Alert rules

An alert rule decides which Issues open Incidents — and therefore which events page the on-call engineer. Rules attach to an app and evaluate every event Nightlamp ingests for that app.

How a rule fires

Each ingested event is normalized and fingerprinted into an Issue. Every active alert rule for the event's app is evaluated against the new event; if any rule matches, an Incident opens (or an existing one is updated) and the notification fan-out runs.

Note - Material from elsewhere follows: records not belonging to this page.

//! Unit tests for the in-memory principal repository

use crate::domain::entities::principal::{OrganizationProfile, Principal, PrincipalKind};
use crate::errors::{DomainError, StoreError};
use crate::repositories::principal::{InMemoryPrincipalRepository, PrincipalRepository};

fn user(email: &str) -> Principal {
    Principal::new_user(email.to_string(), "$2b$08$hash".to_string())
}

fn organization(email: &str) -> Principal {
    Principal::new_organization(
        email.to_string(),
        "$2b$08$hash".to_string(),
        OrganizationProfile {
            display_name: "Jane Doe".to_string(),
            organization: "Acme".to_string(),
            phone_number: "08012345678".to_string(),
            alternate_phone_number: None,
            address: "12 Harbour St".to_string(),
            state: "Lagos".to_string(),
            landmark: "Old mill".to_string(),
            position: "Manager".to_string(),
            next_of_kin: "John Doe".to_string(),
        },
    )
}

#[tokio::test]
async fn test_create_and_find_by_email() {
    let repo = InMemoryPrincipalRepository::new();
    let created = repo.create(user("a@x.com")).await.unwrap();

    let found = repo
        .find_by_email(PrincipalKind::User, "a@x.com")
        .await
        .unwrap()
        .expect("principal should be found");

    assert_eq!(found.id, created.id);
}

#[tokio::test]
async fn test_find_by_email_is_scoped_to_kind() {
    let repo = InMemoryPrincipalRepository::new();
    repo.create(user("a@x.com")).await.unwrap();

    let as_org = repo
        .find_by_email(PrincipalKind::Organization, "a@x.com")
        .await
        .unwrap();

    assert!(as_org.is_none());
}

#[tokio::test]
async fn test_duplicate_email_rejected_across_kinds() {
    let repo = InMemoryPrincipalRepository::new();
    repo.create(user("shared@x.com")).await.unwrap();

    let result = repo.create(organization("shared@x.com")).await;

    assert!(matches!(
        result.unwrap_err(),
        DomainError::Store(StoreError::DuplicateEmail)
    ));
}

#[tokio::test]
async fn test_update_missing_principal() {
    let repo = InMemoryPrincipalRepository::new();
    let never_stored = user("ghost@x.com");

    let result = repo.update(never_stored).await;

    assert!(matches!(
        result.unwrap_err(),
        DomainError::Store(StoreError::NotFound)
    ));
}

#[tokio::test]
async fn test_update_rejects_email_owned_by_other() {
    let repo = InMemoryPrincipalRepository::new();
    repo.create(user("first@x.com")).await.unwrap();
    let mut second = repo.create(user("second@x.com")).await.unwrap();

    second.set_email("first@x.com".to_string());
    let result = repo.update(second).await;

    assert!(matches!(
        result.unwrap_err(),
        DomainError::Store(StoreError::DuplicateEmail)
    ));
}

#[tokio::test]
async fn test_delete_returns_removed_record() {
    let repo = InMemoryPrincipalRepository::new();
    let created = repo.create(user("a@x.com")).await.unwrap();

    let deleted = repo.delete(created.id).await.unwrap();
    assert_eq!(deleted.id, created.id);

    let result = repo.delete(created.id).await;
    assert!(matches!(
        result.unwrap_err(),
        DomainError::Store(StoreError::NotFound)
    ));
}

#[tokio::test]
async fn test_email_taken_with_exclusion() {
    let repo = InMemoryPrincipalRepository::new();
    let created = repo.create(user("a@x.com")).await.unwrap();

    assert!(repo.email_taken("a@x.com", None).await.unwrap());
    // A record keeping its own email is not a conflict
    assert!(!repo.email_taken("a@x.com", Some(created.id)).await.unwrap());
    assert!(!repo.email_taken("other@x.com", None).await.unwrap());
}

Rules respect a cooldown — once a rule fires for an Issue, it won't fire again for that same Issue within the cooldown window (default 5 minutes). This is the difference between "alert me once when this starts" and "alert me on every single event".

Condition types

new_issue — fires the first time a fingerprint is seen. Good default for "I want to know about every new failure mode".
threshold — fires when an Issue's event count crosses a configurable threshold within a rolling window. Tune to your traffic; a payments service might want 5 events / 60 s, a low-volume admin tool 1 event / 60 s.
regression — fires when a previously resolved Issue starts producing events again. Catches "we shipped a fix and it broke again" without spamming you on the initial outage.

Filtering

Rules can scope to a specific environment (e.g. production) and a minimum level (e.g. error and above). This keeps dev-environment noise out of the on-call queue without a separate rule per env.

Defaults we ship

Every new app gets one default rule: new_issue in production, error level minimum, 5-minute cooldown. That's enough for a smoke-test integration; tune from there in the alert rules editor on the app's detail page.

Native uptime monitors come with their own implicit alerting — a confirmed-down probe opens an Incident regardless of alert rules. See Status reference for how monitor states map to incident states.